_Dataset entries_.
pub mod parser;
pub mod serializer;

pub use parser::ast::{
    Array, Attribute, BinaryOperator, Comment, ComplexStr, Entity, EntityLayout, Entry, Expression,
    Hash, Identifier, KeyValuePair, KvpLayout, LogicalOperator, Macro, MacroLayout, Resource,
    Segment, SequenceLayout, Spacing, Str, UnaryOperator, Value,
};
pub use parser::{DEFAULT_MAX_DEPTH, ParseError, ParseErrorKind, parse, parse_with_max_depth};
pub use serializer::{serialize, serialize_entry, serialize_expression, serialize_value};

* * *

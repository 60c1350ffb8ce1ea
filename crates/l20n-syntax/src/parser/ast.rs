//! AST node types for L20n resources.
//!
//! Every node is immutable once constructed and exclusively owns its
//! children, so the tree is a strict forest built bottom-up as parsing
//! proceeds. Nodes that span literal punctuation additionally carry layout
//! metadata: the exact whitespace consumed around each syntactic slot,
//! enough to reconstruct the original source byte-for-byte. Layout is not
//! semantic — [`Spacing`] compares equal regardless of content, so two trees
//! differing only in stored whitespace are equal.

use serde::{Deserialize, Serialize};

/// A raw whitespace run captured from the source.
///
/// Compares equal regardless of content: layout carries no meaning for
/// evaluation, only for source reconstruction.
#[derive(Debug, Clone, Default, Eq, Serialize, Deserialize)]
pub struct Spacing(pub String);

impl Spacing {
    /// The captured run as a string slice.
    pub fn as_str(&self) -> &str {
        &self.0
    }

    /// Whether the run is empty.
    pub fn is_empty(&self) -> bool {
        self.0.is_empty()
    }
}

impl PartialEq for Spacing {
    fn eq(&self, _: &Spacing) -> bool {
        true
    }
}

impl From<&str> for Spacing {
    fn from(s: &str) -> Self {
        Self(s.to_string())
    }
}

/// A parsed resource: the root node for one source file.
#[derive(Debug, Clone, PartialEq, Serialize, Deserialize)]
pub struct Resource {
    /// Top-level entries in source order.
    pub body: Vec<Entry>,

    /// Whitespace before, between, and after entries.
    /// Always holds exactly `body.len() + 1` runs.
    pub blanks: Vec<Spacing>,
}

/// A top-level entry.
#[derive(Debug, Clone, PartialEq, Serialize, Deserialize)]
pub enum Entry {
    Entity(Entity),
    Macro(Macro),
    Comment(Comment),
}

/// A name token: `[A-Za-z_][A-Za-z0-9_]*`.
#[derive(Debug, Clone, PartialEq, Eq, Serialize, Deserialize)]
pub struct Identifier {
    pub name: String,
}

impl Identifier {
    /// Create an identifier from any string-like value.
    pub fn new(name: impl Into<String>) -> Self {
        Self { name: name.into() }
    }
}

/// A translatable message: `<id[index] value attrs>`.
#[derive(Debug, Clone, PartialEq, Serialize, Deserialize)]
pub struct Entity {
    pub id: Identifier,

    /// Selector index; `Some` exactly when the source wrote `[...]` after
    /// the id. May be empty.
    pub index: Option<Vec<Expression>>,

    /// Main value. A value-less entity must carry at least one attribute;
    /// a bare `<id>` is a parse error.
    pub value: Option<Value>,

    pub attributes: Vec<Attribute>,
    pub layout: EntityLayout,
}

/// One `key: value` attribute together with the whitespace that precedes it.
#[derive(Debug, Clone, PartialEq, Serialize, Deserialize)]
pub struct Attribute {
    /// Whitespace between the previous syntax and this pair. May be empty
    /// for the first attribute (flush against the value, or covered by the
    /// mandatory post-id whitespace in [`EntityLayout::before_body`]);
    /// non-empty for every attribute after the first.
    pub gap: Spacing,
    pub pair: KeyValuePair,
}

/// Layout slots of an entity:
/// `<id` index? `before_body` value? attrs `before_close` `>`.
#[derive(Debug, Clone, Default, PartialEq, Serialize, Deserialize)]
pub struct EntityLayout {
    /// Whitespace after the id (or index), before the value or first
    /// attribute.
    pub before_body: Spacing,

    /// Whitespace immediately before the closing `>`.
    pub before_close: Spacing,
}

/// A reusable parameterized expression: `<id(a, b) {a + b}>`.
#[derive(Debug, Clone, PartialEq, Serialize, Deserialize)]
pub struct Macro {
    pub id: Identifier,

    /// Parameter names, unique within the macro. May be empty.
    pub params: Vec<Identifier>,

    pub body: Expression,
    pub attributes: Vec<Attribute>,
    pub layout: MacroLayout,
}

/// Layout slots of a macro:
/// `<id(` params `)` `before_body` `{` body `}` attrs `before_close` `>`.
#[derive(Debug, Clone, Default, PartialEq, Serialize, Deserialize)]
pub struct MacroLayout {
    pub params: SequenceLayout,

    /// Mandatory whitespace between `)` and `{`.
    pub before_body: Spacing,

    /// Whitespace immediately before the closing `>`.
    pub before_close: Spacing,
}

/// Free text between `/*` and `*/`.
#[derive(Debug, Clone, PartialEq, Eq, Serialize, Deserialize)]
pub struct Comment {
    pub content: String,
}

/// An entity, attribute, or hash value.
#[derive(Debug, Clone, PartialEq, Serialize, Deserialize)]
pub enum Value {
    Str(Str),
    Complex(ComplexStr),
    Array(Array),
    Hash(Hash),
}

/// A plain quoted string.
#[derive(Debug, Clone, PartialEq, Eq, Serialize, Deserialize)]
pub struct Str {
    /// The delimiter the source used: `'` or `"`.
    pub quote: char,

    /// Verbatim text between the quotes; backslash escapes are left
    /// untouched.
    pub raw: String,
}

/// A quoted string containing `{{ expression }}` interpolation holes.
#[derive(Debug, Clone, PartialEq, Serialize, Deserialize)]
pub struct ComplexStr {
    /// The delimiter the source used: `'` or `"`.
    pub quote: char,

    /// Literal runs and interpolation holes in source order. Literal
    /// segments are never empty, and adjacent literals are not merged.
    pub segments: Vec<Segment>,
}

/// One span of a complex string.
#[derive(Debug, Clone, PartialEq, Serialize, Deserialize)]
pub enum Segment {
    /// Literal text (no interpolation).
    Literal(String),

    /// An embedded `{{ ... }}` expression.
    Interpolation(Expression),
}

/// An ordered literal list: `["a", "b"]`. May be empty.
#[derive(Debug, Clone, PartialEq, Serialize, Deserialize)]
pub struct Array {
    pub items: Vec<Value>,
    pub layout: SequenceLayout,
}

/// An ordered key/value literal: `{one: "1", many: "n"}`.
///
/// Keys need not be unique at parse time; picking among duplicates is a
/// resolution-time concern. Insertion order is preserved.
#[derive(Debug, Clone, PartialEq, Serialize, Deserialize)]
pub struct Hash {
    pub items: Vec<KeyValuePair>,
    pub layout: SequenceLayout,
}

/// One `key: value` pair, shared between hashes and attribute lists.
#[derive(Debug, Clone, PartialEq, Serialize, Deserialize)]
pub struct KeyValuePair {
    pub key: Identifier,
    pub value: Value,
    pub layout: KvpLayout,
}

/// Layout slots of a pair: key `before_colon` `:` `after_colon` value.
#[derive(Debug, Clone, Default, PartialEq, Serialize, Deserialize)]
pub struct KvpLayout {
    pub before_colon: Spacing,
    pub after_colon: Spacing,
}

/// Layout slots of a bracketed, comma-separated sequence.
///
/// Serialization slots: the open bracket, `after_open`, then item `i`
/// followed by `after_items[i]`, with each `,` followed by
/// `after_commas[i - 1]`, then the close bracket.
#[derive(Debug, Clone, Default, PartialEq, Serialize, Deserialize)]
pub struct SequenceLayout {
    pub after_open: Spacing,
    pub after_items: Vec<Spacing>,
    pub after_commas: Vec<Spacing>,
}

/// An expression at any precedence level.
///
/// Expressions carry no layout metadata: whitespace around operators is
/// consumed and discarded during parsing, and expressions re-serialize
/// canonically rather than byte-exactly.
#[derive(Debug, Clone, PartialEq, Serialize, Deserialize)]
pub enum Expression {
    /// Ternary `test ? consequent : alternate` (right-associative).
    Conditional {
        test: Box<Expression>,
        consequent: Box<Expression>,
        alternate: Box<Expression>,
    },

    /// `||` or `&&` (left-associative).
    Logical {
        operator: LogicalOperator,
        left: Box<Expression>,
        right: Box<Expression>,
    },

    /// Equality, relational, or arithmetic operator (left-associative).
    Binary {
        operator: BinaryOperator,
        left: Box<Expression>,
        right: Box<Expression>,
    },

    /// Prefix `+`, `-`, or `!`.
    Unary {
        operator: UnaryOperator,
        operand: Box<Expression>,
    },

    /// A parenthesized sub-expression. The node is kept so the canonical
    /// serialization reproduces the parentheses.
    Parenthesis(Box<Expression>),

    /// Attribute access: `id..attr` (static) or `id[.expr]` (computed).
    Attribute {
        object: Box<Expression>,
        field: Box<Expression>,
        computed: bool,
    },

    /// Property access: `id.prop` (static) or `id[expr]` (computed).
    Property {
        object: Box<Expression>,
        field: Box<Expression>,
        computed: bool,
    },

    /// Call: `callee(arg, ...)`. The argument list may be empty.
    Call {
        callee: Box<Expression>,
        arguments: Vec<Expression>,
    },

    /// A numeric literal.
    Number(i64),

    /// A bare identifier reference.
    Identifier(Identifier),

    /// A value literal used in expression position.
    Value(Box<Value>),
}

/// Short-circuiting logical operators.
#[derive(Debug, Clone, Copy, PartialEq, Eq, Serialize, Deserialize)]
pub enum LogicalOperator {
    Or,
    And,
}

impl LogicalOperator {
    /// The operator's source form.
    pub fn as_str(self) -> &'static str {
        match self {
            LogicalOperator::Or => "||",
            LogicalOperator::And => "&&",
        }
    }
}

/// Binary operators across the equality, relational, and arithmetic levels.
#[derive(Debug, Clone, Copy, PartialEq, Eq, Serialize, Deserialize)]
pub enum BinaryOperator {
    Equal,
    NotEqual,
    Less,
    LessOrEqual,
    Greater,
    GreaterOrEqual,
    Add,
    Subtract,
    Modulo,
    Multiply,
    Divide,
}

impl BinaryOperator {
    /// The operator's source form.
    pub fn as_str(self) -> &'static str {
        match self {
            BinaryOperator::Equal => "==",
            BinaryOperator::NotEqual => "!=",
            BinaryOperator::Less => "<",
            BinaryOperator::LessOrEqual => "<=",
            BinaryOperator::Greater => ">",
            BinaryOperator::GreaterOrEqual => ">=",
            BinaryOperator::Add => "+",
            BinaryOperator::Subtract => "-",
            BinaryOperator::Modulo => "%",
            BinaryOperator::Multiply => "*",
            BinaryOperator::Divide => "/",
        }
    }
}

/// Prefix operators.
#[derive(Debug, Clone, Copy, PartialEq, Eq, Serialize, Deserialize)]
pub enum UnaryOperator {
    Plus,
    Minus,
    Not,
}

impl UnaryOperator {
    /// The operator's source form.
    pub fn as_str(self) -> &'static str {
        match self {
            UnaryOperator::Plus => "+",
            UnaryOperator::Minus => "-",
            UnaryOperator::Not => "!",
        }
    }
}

_Requirement_.
The answer must be a single number: how many lines of the data include the string "attrs".

_Task result_.
3